Le texte de cette page a été corrigé et est conforme au fac-similé.

dévorera. « Comme l’antique Némésis que ni les prières ni les menaces ne pouvaient émouvoir, la révolution s’avance d’un pas fatal et sombre sur les fleurs que lui jettent ses dévots, dans le sang de ses défenseurs et sur les cadavres de ses ennemis. » C’est en dehors de tous les moyens usités, en dehors même, s’il le faut, de tous les moyens moraux qu’il faut trouver une solution à ce problème. Que tout vous soit bon pour vous délivrer : liquidation sociale, mobilisation du sol, violation des contrats; que préférez-vous? périr ou vous sauver? Si vous préférez vous sauver, en vertu de mon principe de la propriété, expropriez-vous les uns les autres. Vous pensez peut-être que, pourvu que vous accomplissiez votre devoir individuel, que vous soyez fidèles à vos engagemens, que vous soyez honnêtes et vertueux, vous n’avez rien à craindre : — erreurs qui correspondent à des conceptions théologiques désormais passées de mode! L’accomplissement de votre devoir individuel ne vous délivrera ni des frénésies populaires, ni de la torche révolutionnaire. Résignez-vous au fait, oubliez toutes vos anciennes habitudes et traitez-vous comme de vivans préjugés; satisfaites à la révolution comme vous satisferez un jour à la mort, comme vous satis- faites déjà aux lois nécessaires de la nature, sans récriminations, car dans ce siècle le fait est tout, et la croyance intérieure n’est rien. Telle est la pensée qui se dégage invariablement de tous les écrits de M. Proudhon, et qui l’égaré.
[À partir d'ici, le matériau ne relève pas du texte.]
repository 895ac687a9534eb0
pub mod commands;
pub mod handlers;
pub mod output;
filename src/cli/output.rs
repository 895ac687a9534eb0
use serde::Serialize;

use crate::model::{
    Card, Comment, Project, ProjectMember, Task, TaskPriority, TaskStatus, User,
};
use crate::store::{MemberOutcome, ProjectCreation};

// ---------------------------------------------------------------------------
// JSON output structs
// ---------------------------------------------------------------------------

#[derive(Serialize)]
pub struct StatusJson {
    pub logged_in: bool,
    #[serde(skip_serializing_if = "Option::is_none")]
    pub user_id: Option<String>,
    pub api_url: String,
    pub config_path: String,
    pub session_file: String,
}

#[derive(Serialize)]
pub struct BoardJson<'a> {
    pub project: &'a Project,
    pub cards: Vec<&'a Card>,
    pub unlisted: Vec<&'a Task>,
}

#[derive(Serialize)]
pub struct MemberOutcomeJson {
    pub user_id: String,
    pub ok: bool,
    #[serde(skip_serializing_if = "Option::is_none")]
    pub error: Option<String>,
}

#[derive(Serialize)]
pub struct ProjectCreationJson<'a> {
    pub project: &'a Project,
    pub members: Vec<MemberOutcomeJson>,
}

/// What delete and remove commands print with `--json`
#[derive(Serialize)]
pub struct DeletedJson {
    pub kind: &'static str,
    pub deleted: String,
    /// Set when the entity was removed from a project rather than deleted
    #[serde(skip_serializing_if = "Option::is_none")]
    pub project: Option<String>,
}

impl DeletedJson {
    pub fn new(kind: &'static str, id: impl ToString) -> Self {
        DeletedJson {
            kind,
            deleted: id.to_string(),
            project: None,
        }
    }
}

// ---------------------------------------------------------------------------
// Conversions
// ---------------------------------------------------------------------------

pub fn outcome_to_json(outcome: &MemberOutcome) -> MemberOutcomeJson {
    MemberOutcomeJson {
        user_id: outcome.assignment.user_id.to_string(),
        ok: outcome.result.is_ok(),
        error: outcome.result.as_ref().err().map(|e| e.to_string()),
    }
}

pub fn creation_to_json(creation: &ProjectCreation) -> ProjectCreationJson<'_> {
    ProjectCreationJson {
        project: &creation.project,
        members: creation.members.iter().map(outcome_to_json).collect(),
    }
}

// ---------------------------------------------------------------------------
// Human-readable formatting
// ---------------------------------------------------------------------------

fn status_char(status: TaskStatus) -> char {
    match status {
        TaskStatus::Todo => ' ',
        TaskStatus::InProgress => '>',
        TaskStatus::Done => 'x',
    }
}

/// Format a single task as a one-line summary
pub fn format_task_line(task: &Task) -> String {
    let priority = match task.priority {
        TaskPriority::Medium => String::new(),
        other => format!(" ({})", other),
    };
    let assignee = task
        .assigned_user_id
        .as_ref()
        .map(|u| format!(" @{}", u))
        .unwrap_or_default();
    format!(
        "[{}] {} {}{}{}",
        status_char(task.status),
        task.id,
        task.title,
        priority,
        assignee
    )
}

/// Format detailed task view
pub fn format_task_detail(task: &Task) -> Vec<String> {
    let mut lines = vec![format_task_line(task)];
    lines.push(format!("status: {}", task.status));
    lines.push(format!("priority: {}", task.priority));
    lines.push(format!("project: {}", task.project_id));
    if let Some(card) = &task.card_id {
        lines.push(format!("card: {}", card));
    }
    if let Some(user) = &task.assigned_user_id {
        lines.push(format!("assigned: {}", user));
    }
    if let Some(desc) = task.description.as_deref().filter(|d| !d.is_empty()) {
        lines.push("description:".to_string());
        for line in desc.lines() {
            lines.push(format!("  {}", line));
        }
    }
    lines
}

/// Card header plus its tasks, indented
pub fn format_card(card: &Card) -> Vec<String> {
    let mut lines = vec![format!("{} ({})", card.title, card.id)];
    if card.tasks.is_empty() {
        lines.push("  (empty)".to_string());
    }
    for task in &card.tasks {
        lines.push(format!("  {}", format_task_line(task)));
    }
    lines
}

/// Whole board: every card in order, then tasks on no card
pub fn format_board(project: &Project, cards: &[&Card], unlisted: &[&Task]) -> Vec<String> {
    let mut lines = vec![format!("== {} ({}) ==", project.name, project.id)];
    for card in cards {
        lines.push(String::new());
        lines.extend(format_card(card));
    }
    if !unlisted.is_empty() {
        lines.push(String::new());
        lines.push("Unlisted".to_string());
        for task in unlisted {
            lines.push(format!("  {}", format_task_line(task)));
        }
    }
    lines
}

pub fn format_project_line(project: &Project) -> String {
    match project.description.as_deref().filter(|d| !d.is_empty()) {
        Some(desc) => format!("{}  {}  - {}", project.id, project.name, desc),
        None => format!("{}  {}", project.id, project.name),
    }
}

pub fn format_member_line(member: &ProjectMember) -> String {
    let perms = member
        .permissions
        .iter()
        .map(|p| p.to_string())
        .collect::<Vec<_>>()
        .join("+");
    format!("{}  {} [{}]", member.user.id, member.user.label(), perms)
}

pub fn format_user_line(user: &User) -> String {
    if user.email.is_empty() || user.name.is_empty() {
        format!("{}  {}", user.id, user.label())
    } else {
        format!("{}  {} <{}>", user.id, user.name, user.email)
    }
}

pub fn format_comment(comment: &Comment) -> String {
    let author = comment
        .user_id
        .as_ref()
        .map(|u| format!("@{} ", u))
        .unwrap_or_default();
    let when = comment
        .created_at
        .map(|t| format!("{} ", t.format("%Y-%m-%d %H:%M")))
        .unwrap_or_default();
    format!("#{} {}{}{}", comment.id, when, author, comment.content)
}

/// Report metrics as `key: value` lines, keys sorted
pub fn format_metrics(metrics: &std::collections::BTreeMap<String, serde_json::Value>) -> Vec<String> {
    metrics
        .iter()
        .map(|(k, v)| match v {
            serde_json::Value::String(s) => format!("{}: {}", k, s),
            other => format!("{}: {}", k, other),
        })
        .collect()
}

/// One line per member assignment of a new project
pub fn format_creation(creation: &ProjectCreation) -> Vec<String> {
    let mut lines = vec![format!(
        "created {}",
        format_project_line(&creation.project)
    )];
    for outcome in &creation.members {
        match &outcome.result {
            Ok(member) => lines.push(format!("  + {}", format_member_line(member))),
            Err(e) => lines.push(format!(
                "  ! member {} not added: {}",
                outcome.assignment.user_id, e
            )),
        }
    }
    lines
}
Cette idée que le fait est complètement fatal, complètement en dehors de la volonté humaine, le conduit à une philosophie et à une économie empiriques, toutes d’expédient, et quelquefois, pour lâcher le mot, à d’assez malhonnêtes manières de penser, ou, comme on eût dit au XVIIe siècle, à des raisonnemens forts impertinens.
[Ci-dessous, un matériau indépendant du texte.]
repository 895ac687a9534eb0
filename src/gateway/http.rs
use std::sync::RwLock;
use std::time::Duration;

use serde::de::DeserializeOwned;
use serde_json::{Value, json};
use tracing::debug;

use super::{
    AuthApi, CardsApi, CommentsApi, GatewayError, GatewayResult, ProjectsApi, ReportsApi,
    TasksApi, UsersApi,
};
use crate::model::{
    Card, CardId, CardUpdate, Comment, CommentId, Credentials, LoginResponse, NewCard, NewProject,
    NewTask, Permission, Project, ProjectId, ProjectMember, ProjectReport, Registration, Task,
    TaskId, TaskPriority, TaskStatus, User, UserId, UserReport,
};
use crate::model::config::ApiConfig;

/// Header the server reads the session token from
const TOKEN_HEADER: &str = "Token";

/// Blocking JSON-over-HTTP gateway.
///
/// The token slot is read on every request, so attaching or detaching it
/// affects all calls made afterwards.
pub struct HttpGateway {
    agent: ureq::Agent,
    base_url: String,
    token: RwLock<Option<String>>,
}

impl HttpGateway {
    pub fn new(config: &ApiConfig) -> Self {
        let agent = ureq::AgentBuilder::new()
            .timeout(Duration::from_secs(config.timeout_secs))
            .build();
        HttpGateway {
            agent,
            base_url: config.base_url.trim_end_matches('/').to_string(),
            token: RwLock::new(None),
        }
    }

    pub fn base_url(&self) -> &str {
        &self.base_url
    }

    fn current_token(&self) -> Option<String> {
        match self.token.read() {
            Ok(slot) => slot.clone(),
            Err(poisoned) => poisoned.into_inner().clone(),
        }
    }

    fn send(&self, method: &str, path: &str, body: Option<Value>) -> GatewayResult<Value> {
        let url = format!("{}{}", self.base_url, path);
        let mut request = self
            .agent
            .request(method, &url)
            .set("Accept", "application/json");
        if let Some(token) = self.current_token() {
            request = request.set(TOKEN_HEADER, &token);
        }
        debug!(method, path, "gateway request");

        let result = match body {
            Some(body) => request.send_json(body),
            None => request.call(),
        };
        let response = result.map_err(|err| map_error(err, path))?;
        let text = response
            .into_string()
            .map_err(|e| GatewayError::Transport(e.to_string()))?;
        parse_body(&text)
    }

    fn get<T: DeserializeOwned>(&self, path: &str) -> GatewayResult<T> {
        decode(self.send("GET", path, None)?)
    }

    fn post<T: DeserializeOwned>(&self, path: &str, body: Value) -> GatewayResult<T> {
        decode(self.send("POST", path, Some(body))?)
    }

    fn put<T: DeserializeOwned>(&self, path: &str, body: Value) -> GatewayResult<T> {
        decode(self.send("PUT", path, Some(body))?)
    }

    fn patch<T: DeserializeOwned>(&self, path: &str, body: Value) -> GatewayResult<T> {
        decode(self.send("PATCH", path, Some(body))?)
    }

    fn delete(&self, path: &str) -> GatewayResult<()> {
        self.send("DELETE", path, None).map(|_| ())
    }
}

fn map_error(err: ureq::Error, path: &str) -> GatewayError {
    match err {
        ureq::Error::Status(status, response) => {
            let body = response.into_string().unwrap_or_default();
            GatewayError::from_status(status, &body, path)
        }
        ureq::Error::Transport(transport) => GatewayError::Transport(transport.to_string()),
    }
}

/// Empty bodies (typical for DELETE) read as `null`
fn parse_body(text: &str) -> GatewayResult<Value> {
    if text.trim().is_empty() {
        return Ok(Value::Null);
    }
    serde_json::from_str(text).map_err(|e| GatewayError::Decode(e.to_string()))
}

fn decode<T: DeserializeOwned>(value: Value) -> GatewayResult<T> {
    serde_json::from_value(value).map_err(|e| GatewayError::Decode(e.to_string()))
}

fn to_body<T: serde::Serialize>(value: &T) -> GatewayResult<Value> {
    serde_json::to_value(value).map_err(|e| GatewayError::Decode(e.to_string()))
}

/// Lists come back either bare (`[...]`) or wrapped (`{"tasks": [...]}`).
/// Any other shape is an empty list.
fn decode_list<T: DeserializeOwned>(value: Value, key: &str) -> GatewayResult<Vec<T>> {
    match value {
        Value::Array(_) => decode(value),
        Value::Object(mut map) => match map.remove(key) {
            Some(inner @ Value::Array(_)) => decode(inner),
            _ => Ok(Vec::new()),
        },
        _ => Ok(Vec::new()),
    }
}

/// Some responses wrap the entity (`{"card": {...}}`); accept either form.
fn decode_wrapped<T: DeserializeOwned>(value: Value, key: &str) -> GatewayResult<T> {
    match value {
        Value::Object(mut map) if map.contains_key(key) => {
            decode(map.remove(key).unwrap_or(Value::Null))
        }
        other => decode(other),
    }
}

/// Percent-encode one path segment
fn seg(id: &str) -> String {
    let mut out = String::with_capacity(id.len());
    for b in id.bytes() {
        match b {
            b'A'..=b'Z' | b'a'..=b'z' | b'0'..=b'9' | b'-' | b'_' | b'.' | b'~' => {
                out.push(b as char)
            }
            _ => out.push_str(&format!("%{:02X}", b)),
        }
    }
    out
}

impl ProjectsApi for HttpGateway {
    fn list_projects(&self) -> GatewayResult<Vec<Project>> {
        decode_list(self.send("GET", "/projects", None)?, "projects")
    }

    fn get_project(&self, id: &ProjectId) -> GatewayResult<Project> {
        self.get(&format!("/projects/{}", seg(id.as_str())))
    }

    fn create_project(&self, data: &NewProject) -> GatewayResult<Project> {
        self.post("/projects", to_body(data)?)
    }

    fn update_project(&self, project: &Project) -> GatewayResult<Project> {
        self.put(
            &format!("/projects/{}", seg(project.id.as_str())),
            to_body(project)?,
        )
    }

    fn delete_project(&self, id: &ProjectId) -> GatewayResult<()> {
        self.delete(&format!("/projects/{}", seg(id.as_str())))
    }

    fn list_members(&self, project: &ProjectId) -> GatewayResult<Vec<ProjectMember>> {
        let path = format!("/projects/{}/users", seg(project.as_str()));
        decode_list(self.send("GET", &path, None)?, "users")
    }

    fn assign_member(
        &self,
        project: &ProjectId,
        user: &UserId,
        permissions: &[Permission],
    ) -> GatewayResult<ProjectMember> {
        self.post(
            &format!("/projects/{}/users", seg(project.as_str())),
            json!({ "user_id": user, "permissions": permissions }),
        )
    }

    fn update_member_permissions(
        &self,
        project: &ProjectId,
        user: &UserId,
        permissions: &[Permission],
    ) -> GatewayResult<ProjectMember> {
        self.put(
            &format!(
                "/projects/{}/users/{}",
                seg(project.as_str()),
                seg(user.as_str())
            ),
            json!({ "permissions": permissions }),
        )
    }

    fn remove_member(&self, project: &ProjectId, user: &UserId) -> GatewayResult<()> {
        self.delete(&format!(
            "/projects/{}/users/{}",
            seg(project.as_str()),
            seg(user.as_str())
        ))
    }
}

impl TasksApi for HttpGateway {
    fn list_tasks(&self, project: &ProjectId) -> GatewayResult<Vec<Task>> {
        let path = format!("/projects/{}/tasks", seg(project.as_str()));
        decode_list(self.send("GET", &path, None)?, "tasks")
    }

    fn get_task(&self, id: &TaskId) -> GatewayResult<Task> {
        self.get(&format!("/tasks/{}", seg(id.as_str())))
    }

    fn create_task(&self, project: &ProjectId, data: &NewTask) -> GatewayResult<Task> {
        self.post(
            &format!("/projects/{}/tasks", seg(project.as_str())),
            to_body(data)?,
        )
    }

    fn update_task(&self, task: &Task) -> GatewayResult<Task> {
        self.put(&format!("/tasks/{}", seg(task.id.as_str())), to_body(task)?)
    }

    fn delete_task(&self, id: &TaskId) -> GatewayResult<()> {
        self.delete(&format!("/tasks/{}", seg(id.as_str())))
    }

    fn set_task_priority(&self, id: &TaskId, priority: TaskPriority) -> GatewayResult<Task> {
        self.patch(
            &format!("/tasks/{}/priority", seg(id.as_str())),
            json!({ "priority": priority }),
        )
    }

    fn set_task_status(&self, id: &TaskId, status: TaskStatus) -> GatewayResult<Task> {
        self.patch(
            &format!("/tasks/{}/status", seg(id.as_str())),
            json!({ "status": status }),
        )
    }

    fn set_task_card(&self, id: &TaskId, card: Option<&CardId>) -> GatewayResult<Task> {
        self.patch(
            &format!("/tasks/{}/card", seg(id.as_str())),
            json!({ "card_id": card }),
        )
    }
}

impl CardsApi for HttpGateway {
    fn list_cards(&self, project: &ProjectId) -> GatewayResult<Vec<Card>> {
        let path = format!("/projects/{}/cards", seg(project.as_str()));
        decode_list(self.send("GET", &path, None)?, "cards")
    }

    fn create_card(&self, project: &ProjectId, data: &NewCard) -> GatewayResult<Card> {
        self.post(
            &format!("/projects/{}/cards", seg(project.as_str())),
            to_body(data)?,
        )
    }

    fn get_card(&self, id: &CardId) -> GatewayResult<Card> {
        self.get(&format!("/cards/{}", seg(id.as_str())))
    }

    fn update_card(&self, data: &CardUpdate) -> GatewayResult<Card> {
        let path = format!("/cards/{}", seg(data.id.as_str()));
        decode_wrapped(self.send("PUT", &path, Some(to_body(data)?))?, "card")
    }

    fn delete_card(&self, id: &CardId) -> GatewayResult<()> {
        self.delete(&format!("/cards/{}", seg(id.as_str())))
    }

    fn assign_task(&self, card: &CardId, task: &TaskId) -> GatewayResult<Task> {
        let path = format!("/cards/{}/tasks/{}", seg(card.as_str()), seg(task.as_str()));
        decode_wrapped(self.send("POST", &path, None)?, "task")
    }

    fn remove_task(&self, card: &CardId, task: &TaskId) -> GatewayResult<Task> {
        let path = format!("/cards/{}/tasks/{}", seg(card.as_str()), seg(task.as_str()));
        decode_wrapped(self.send("DELETE", &path, None)?, "task")
    }
}

impl CommentsApi for HttpGateway {
    fn list_comments(&self, task: &TaskId) -> GatewayResult<Vec<Comment>> {
        let path = format!("/tasks/{}/comments", seg(task.as_str()));
        decode_list(self.send("GET", &path, None)?, "comments")
    }

    fn create_comment(&self, task: &TaskId, content: &str) -> GatewayResult<Comment> {
        self.post(
            &format!("/tasks/{}/comments", seg(task.as_str())),
            json!({ "content": content }),
        )
    }

    fn update_comment(&self, id: &CommentId, content: &str) -> GatewayResult<Comment> {
        self.put(
            &format!("/comments/{}", seg(id.as_str())),
            json!({ "content": content }),
        )
    }

    fn delete_comment(&self, id: &CommentId) -> GatewayResult<()> {
        self.delete(&format!("/comments/{}", seg(id.as_str())))
    }
}

impl ReportsApi for HttpGateway {
    fn project_report(&self, project: &ProjectId) -> GatewayResult<ProjectReport> {
        self.get(&format!("/reports/projects/{}", seg(project.as_str())))
    }

    fn user_report(&self, user: &UserId) -> GatewayResult<UserReport> {
        self.get(&format!("/reports/users/{}", seg(user.as_str())))
    }
}

impl AuthApi for HttpGateway {
    fn register(&self, data: &Registration) -> GatewayResult<User> {
        decode_wrapped(
            self.send("POST", "/auth/register", Some(to_body(data)?))?,
            "user",
        )
    }

    fn login(&self, credentials: &Credentials) -> GatewayResult<LoginResponse> {
        self.post("/auth/login", to_body(credentials)?)
    }

    fn set_auth_token(&self, token: Option<&str>) {
        let token = token.filter(|t| !t.is_empty()).map(str::to_string);
        match self.token.write() {
            Ok(mut slot) => *slot = token,
            Err(poisoned) => *poisoned.into_inner() = token,
        }
    }
}

impl UsersApi for HttpGateway {
    fn list_users(&self) -> GatewayResult<Vec<User>> {
        decode_list(self.send("GET", "/users", None)?, "users")
    }
}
Nous, au contraire, nous pensons que si le fait nous domine, c’est que les vertus intérieures ne nous dominent pas assez, et qu’elles nous laissent par leur absence sans défense contre les dangers extérieurs. Cependant M. Proudhon n’est pas sans avoir une vague aperception de cette vérité, et lorsqu’il attaque ses coreligionnaires, soit M. Louis Blanc, soit M. Ledru-Rollin, il démontre pertinemment que l’association ne peut s’établir sans le libre concours des volontés individuelles, et il oppose très bien l’idée du contrat à l’absurde idée de gouvernement direct, qui, dans ces derniers temps, a fait quelque bruit. Il cherche la solution du socialisme dans un certain rétablissement de l’équilibre des forces économiques; mais comment ne voit-il pas, lui qui a démontré que l’association était impossible sans le libre consentement des individus, que ce rétablissement, à supposer qu’il y ait à rétablir quelque chose, ne peut s’opérer indépendamment de la volonté humaine? Et la volonté elle-même suffit-elle? Si les hommes qui auront eu un quart d’heure de bon vouloir spontané sont vicieux, enclins au mal, au mensonge, cet équilibre ne sera-t-il pas aussitôt détruit ?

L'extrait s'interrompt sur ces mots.